Voyage au pôle sud : périls en la demeure des Empereurs

Voyage au pôle sud : périls en la demeure des Empereurs

15 ans après La Marche de l’Empereur, Luc Jacquet revient sur son « continent magnétique », l’Antarctique, l’autre pôle nord. Le voyage débute en Patagonie, encore épargnée, relativement, par la civilisation, et porte d’entrée vers le continent blanc.

Dans ce périple en « terra incognita », on se laisse hypnotiser par la magnificence de l’image, en noir et blanc, de la splendeur de ces espaces infinis. Voyage au pôle sud n’est pas documentaire animalier, même si les retrouvailles avec les manchots conduisent le cinéaste à se laisser une nouvelle fois séduire par ces étranges oiseaux.

Tout comme pour La panthère des neiges, l’exploration et l’observation sont noyés dans un pensum philosophico-existentiel. Luc Jacquet a opté pour le carnet de bord en voix off, soit le journal intime d’un explorateur dépassé par l’immensité de l’environnement et fasciné par cette nature aussi hostile que déshumanisée.

Paradis blanc

Dans son invitation à affronter les vagues et les tempêtes, le froid perçant et la solitude extrême, il plaide pour que cette terre reste vierge. Tout comme il alerte sur la menace climatique causée par l’Homme et qui pèse sur l’écosystème de cette étendue glacée. On peut souligner le paradoxe : le voyage se fait avec une compagnie de croisière réputée et haut de gamme, qui, même si toutes les précautions sont prises, permet à l’humain de jouer les touristes dans cette zone géographique dénuée de végétaux.

Mais comme il le dit : « L’Homme ne fait que passer, là où la nature se régénère toujours. Mais l’Homme colonise tout« . Illustration avec, au pôle sud, objectif de l’épopée, un drapeau, dérisoire et vaniteux.

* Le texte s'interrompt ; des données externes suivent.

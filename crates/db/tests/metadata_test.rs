//! Integration tests for the blob metadata repository.

mod common;

use chrono::{Duration, Utc};
use drive_core::blob::{BlobMetadata, MetadataRepository};
use drive_db::MetadataStore;

fn metadata(id: &str, size: i64, storage_type: &str) -> BlobMetadata {
    BlobMetadata {
        id: id.to_string(),
        size,
        created_at: Utc::now(),
        storage_type: storage_type.to_string(),
        storage_path: format!("./storage_data/{id}"),
    }
}

#[tokio::test]
async fn test_metadata_save_and_find() {
    let fixture = common::test_db().await;
    let repo = MetadataStore::new(fixture.db.clone());

    let record = metadata("report.pdf", 42, "local");
    repo.save(&record).await.expect("save");

    let found = repo
        .find_by_id("report.pdf")
        .await
        .expect("find")
        .expect("record exists");

    assert_eq!(found.id, "report.pdf");
    assert_eq!(found.size, 42);
    assert_eq!(found.storage_type, "local");
    assert_eq!(found.storage_path, "./storage_data/report.pdf");
    assert_eq!(
        found.created_at.timestamp_millis(),
        record.created_at.timestamp_millis()
    );
}

#[tokio::test]
async fn test_metadata_find_missing_returns_none() {
    let fixture = common::test_db().await;
    let repo = MetadataStore::new(fixture.db.clone());

    let found = repo.find_by_id("nope").await.expect("find");
    assert!(found.is_none());
}

#[tokio::test]
async fn test_metadata_save_upserts() {
    let fixture = common::test_db().await;
    let repo = MetadataStore::new(fixture.db.clone());

    let mut first = metadata("doc", 5, "local");
    first.created_at = Utc::now() - Duration::hours(1);
    repo.save(&first).await.expect("first save");

    let second = BlobMetadata {
        storage_path: "doc".to_string(),
        ..metadata("doc", 9, "s3")
    };
    repo.save(&second).await.expect("second save");

    let found = repo
        .find_by_id("doc")
        .await
        .expect("find")
        .expect("record exists");
    assert_eq!(found.size, 9);
    assert_eq!(found.storage_type, "s3");
    assert_eq!(found.storage_path, "doc");
    assert!(found.created_at > first.created_at);
}

#[tokio::test]
async fn test_metadata_ids_are_independent() {
    let fixture = common::test_db().await;
    let repo = MetadataStore::new(fixture.db.clone());

    repo.save(&metadata("a", 1, "database")).await.expect("save a");
    repo.save(&metadata("b", 2, "database")).await.expect("save b");

    let a = repo.find_by_id("a").await.expect("find").expect("a");
    let b = repo.find_by_id("b").await.expect("find").expect("b");
    assert_eq!(a.size, 1);
    assert_eq!(b.size, 2);
}
//! HTTP API layer with Axum routes and middleware.
//!
//! This crate provides:
//! - REST API routes for blob upload and retrieval
//! - Bearer-token authentication middleware
//! - The storage backend selected at startup
//! - Error responses

pub mod backend;
pub mod error;
pub mod middleware;
pub mod routes;

use axum::Router;
use axum::extract::DefaultBodyLimit;
use drive_core::blob::BlobService;
use drive_db::MetadataStore;
use std::sync::Arc;
use tower_http::cors::{Any, CorsLayer};
use tower_http::trace::TraceLayer;

pub use backend::StorageBackend;
pub use error::ApiError;

/// Blob service as wired by the server.
pub type Blobs = BlobService<StorageBackend, MetadataStore>;

/// Application state shared across handlers.
#[derive(Clone)]
pub struct AppState {
    /// Blob service over the selected backend and the metadata store.
    pub blobs: Arc<Blobs>,
    /// Token every `/v1` request must present.
    pub bearer_token: Arc<str>,
    /// Largest accepted request body, in bytes.
    pub max_body_bytes: usize,
}

impl AppState {
    /// Create application state.
    #[must_use]
    pub fn new(blobs: Blobs, bearer_token: impl Into<Arc<str>>, max_body_bytes: usize) -> Self {
        Self {
            blobs: Arc::new(blobs),
            bearer_token: bearer_token.into(),
            max_body_bytes,
        }
    }
}

/// Creates the main application router.
pub fn create_router(state: AppState) -> Router {
    Router::new()
        .merge(routes::health::routes())
        .nest("/v1", routes::api_routes_with_state(state.clone()))
        .layer(DefaultBodyLimit::max(state.max_body_bytes))
        .layer(TraceLayer::new_for_http())
        .layer(
            CorsLayer::new()
                .allow_origin(Any)
                .allow_methods(Any)
                .allow_headers(Any),
        )
        .with_state(state)
}
//! Blob tables migration.
//!
//! Creates `blob_metadata` and `blob_storage`. Built with the schema builder
//! so the same migration runs on SQLite and PostgreSQL.

use sea_orm_migration::prelude::*;

#[derive(DeriveMigrationName)]
pub struct Migration;

#[async_trait::async_trait]
impl MigrationTrait for Migration {
    async fn up(&self, manager: &SchemaManager) -> Result<(), DbErr> {
        manager
            .create_table(
                Table::create()
                    .table(BlobMetadata::Table)
                    .if_not_exists()
                    .col(
                        ColumnDef::new(BlobMetadata::Id)
                            .text()
                            .not_null()
                            .primary_key(),
                    )
                    .col(ColumnDef::new(BlobMetadata::Size).big_integer().not_null())
                    .col(
                        ColumnDef::new(BlobMetadata::CreatedAt)
                            .timestamp_with_time_zone()
                            .not_null(),
                    )
                    .col(ColumnDef::new(BlobMetadata::StorageType).text().not_null())
                    .col(ColumnDef::new(BlobMetadata::StoragePath).text().not_null())
                    .to_owned(),
            )
            .await?;

        manager
            .create_table(
                Table::create()
                    .table(BlobStorage::Table)
                    .if_not_exists()
                    .col(
                        ColumnDef::new(BlobStorage::Id)
                            .text()
                            .not_null()
                            .primary_key(),
                    )
                    .col(ColumnDef::new(BlobStorage::Data).blob().not_null())
                    .to_owned(),
            )
            .await
    }

    async fn down(&self, manager: &SchemaManager) -> Result<(), DbErr> {
        manager
            .drop_table(Table::drop().table(BlobStorage::Table).if_exists().to_owned())
            .await?;
        manager
            .drop_table(Table::drop().table(BlobMetadata::Table).if_exists().to_owned())
            .await
    }
}

#[derive(DeriveIden)]
enum BlobMetadata {
    Table,
    Id,
    Size,
    CreatedAt,
    StorageType,
    StoragePath,
}

#[derive(DeriveIden)]
enum BlobStorage {
    Table,
    Id,
    Data,
}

Voyons donc ce Voyage au Pôle sud comme un témoignage utile, en espérant que ça ne devienne pas une archive nostalgique d’un continent disparu. Fantasme addictif pour Luc Jacquet, l’Antarctique est une merveille visuelle. Et là encore, tout comme dans Sylvain Tesson et Vincent Munier patientaient pour voir enfin cette secrète panthère des neiges, on attend, avec impatience, le moment où il sera de nouveau face à ses Empereurs…

Les Rois des neiges

Car l’Histoire se répète. Même si le voyage n’est pas le même, c’est bien cette coexistence temporaire entre Jacquet et ces manchots qui valent le détour. Loin des océans rugissants, loin d’un monde sauvage où baleines et phoques conquièrent les flots, il y a ce Royaume de glace, en apparence paisible, silencieux et vide. C’est ici que le cinéma trouve tout son sens, malgré la complaisance dans une esthétique trop papier glacé.

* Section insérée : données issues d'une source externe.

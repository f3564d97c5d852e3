//! Blob service implementation.

use std::sync::Arc;

use chrono::Utc;
use tracing::{error, info};

use super::error::{BlobError, MetadataError};
use super::types::{Blob, BlobMetadata};
use crate::storage::BlobStorage;

/// Longest accepted identifier, in bytes.
pub const MAX_ID_LEN: usize = 1024;

/// Repository trait for blob metadata persistence.
///
/// This trait is implemented by the db crate to provide actual database operations.
pub trait MetadataRepository: Send + Sync {
    /// Insert or replace the record keyed by `metadata.id`.
    fn save(
        &self,
        metadata: &BlobMetadata,
    ) -> impl std::future::Future<Output = Result<(), MetadataError>> + Send;

    /// Find the record for an identifier.
    fn find_by_id(
        &self,
        id: &str,
    ) -> impl std::future::Future<Output = Result<Option<BlobMetadata>, MetadataError>> + Send;
}

/// Check that an identifier is safe to hand to every backend.
///
/// # Errors
///
/// Returns `BlobError::InvalidId` if the identifier is empty, is `.` or `..`,
/// contains `/`, `\` or NUL, or is longer than [`MAX_ID_LEN`] bytes.
pub fn validate_id(id: &str) -> Result<(), BlobError> {
    if id.is_empty() {
        return Err(BlobError::invalid_id("must not be empty"));
    }
    if id == "." || id == ".." {
        return Err(BlobError::invalid_id("must not be a relative path component"));
    }
    if id.len() > MAX_ID_LEN {
        return Err(BlobError::invalid_id(format!(
            "must be at most {MAX_ID_LEN} bytes"
        )));
    }
    if let Some(c) = id.chars().find(|c| matches!(c, '/' | '\\' | '\0')) {
        return Err(BlobError::invalid_id(format!(
            "must not contain '{}'",
            c.escape_default()
        )));
    }
    Ok(())
}

/// Blob service pairing a storage backend with the metadata repository.
pub struct BlobService<S: BlobStorage, M: MetadataRepository> {
    storage: Arc<S>,
    metadata: Arc<M>,
    storage_type: String,
}

impl<S: BlobStorage, M: MetadataRepository> BlobService<S, M> {
    /// Create a new blob service.
    ///
    /// `storage_type` is the tag recorded in every metadata record.
    #[must_use]
    pub fn new(storage: Arc<S>, metadata: Arc<M>, storage_type: impl Into<String>) -> Self {
        Self {
            storage,
            metadata,
            storage_type: storage_type.into(),
        }
    }

    /// Backend type tag.
    #[must_use]
    pub fn storage_type(&self) -> &str {
        &self.storage_type
    }

    /// Store a payload and record its metadata.
    ///
    /// The payload is saved first; metadata is only written after the backend
    /// reports success.
    ///
    /// # Errors
    ///
    /// Returns an error if:
    /// - The identifier is invalid
    /// - The storage backend fails
    /// - The metadata write fails (the payload stays in the backend)
    pub async fn create(&self, id: &str, data: Vec<u8>) -> Result<BlobMetadata, BlobError> {
        validate_id(id)?;

        let blob = Blob::new(id, data);
        let storage_path = self.storage.save(&blob).await.map_err(|e| {
            error!(blob_id = %id, backend = %self.storage_type, error = %e, "Failed to save blob");
            e
        })?;

        let metadata = BlobMetadata {
            id: blob.id,
            size: i64::try_from(blob.data.len()).unwrap_or(i64::MAX),
            created_at: Utc::now(),
            storage_type: self.storage_type.clone(),
            storage_path,
        };

        self.metadata.save(&metadata).await.map_err(|e| {
            error!(blob_id = %id, error = %e, "Failed to save blob metadata");
            e
        })?;

        info!(
            blob_id = %metadata.id,
            size = metadata.size,
            backend = %metadata.storage_type,
            "Blob stored"
        );

        Ok(metadata)
    }

    /// Fetch a payload together with its metadata.
    ///
    /// # Errors
    ///
    /// Returns `BlobError::NotFound` if no metadata exists for the identifier,
    /// or the repository or backend error otherwise.
    pub async fn get(&self, id: &str) -> Result<(Blob, BlobMetadata), BlobError> {
        let metadata = self
            .metadata
            .find_by_id(id)
            .await?
            .ok_or_else(|| BlobError::NotFound(id.to_string()))?;

        let blob = self.storage.retrieve(id).await.map_err(|e| {
            error!(blob_id = %id, backend = %self.storage_type, error = %e, "Failed to retrieve blob");
            e
        })?;

        info!(blob_id = %id, size = blob.size(), "Blob retrieved");

        Ok((blob, metadata))
    }
}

Plutôt que de cramer son empreinte carbone et d’amener ses miasmes sur ce territoire quasiment inviolé, mieux vaut aller voir Voyage au pôle sud pour contempler et admirer ces paysages de bout du monde, entre montagnes rocailleuses, falaises vertigineuses et plaines immaculées à perte de vue.

Bien sûr, on aurait aimer que la musique de Cyrille Aufort et la parole du cinéaste soient moins présentes pour profiter du son (ou de l’absence de son) de ces immensités. On s’interroge sur la discrétion du message écologique. On aurait sans doute préféré moins d’égocentrisme et plus de sciences. Les mêmes reproches qu’on avait fait à La panthère des neiges. Comme si le documentaire « nature » au cinéma, pour se distinguer des excellentes productions télévisuelles, cherchait un ton singulier, un style personnel, pour justifier son intérêt d’être diffusé sur grand écran. Vingt ans après Microcosmos ou les productions de Jacques Perrin, l’image ne suffit plus pour se différencier, et le propos pédagogique tombe souvent dans la redondance.

Inland Empire

On peut alors comprendre qu’un photographe comme Munier, un écrivain comme Tesson ou un écologue comme Jacquet cherchent de nouvelles formes, mêlant littérature, expérience personnelle et passion visuelle pour raconter la nature et le vivant.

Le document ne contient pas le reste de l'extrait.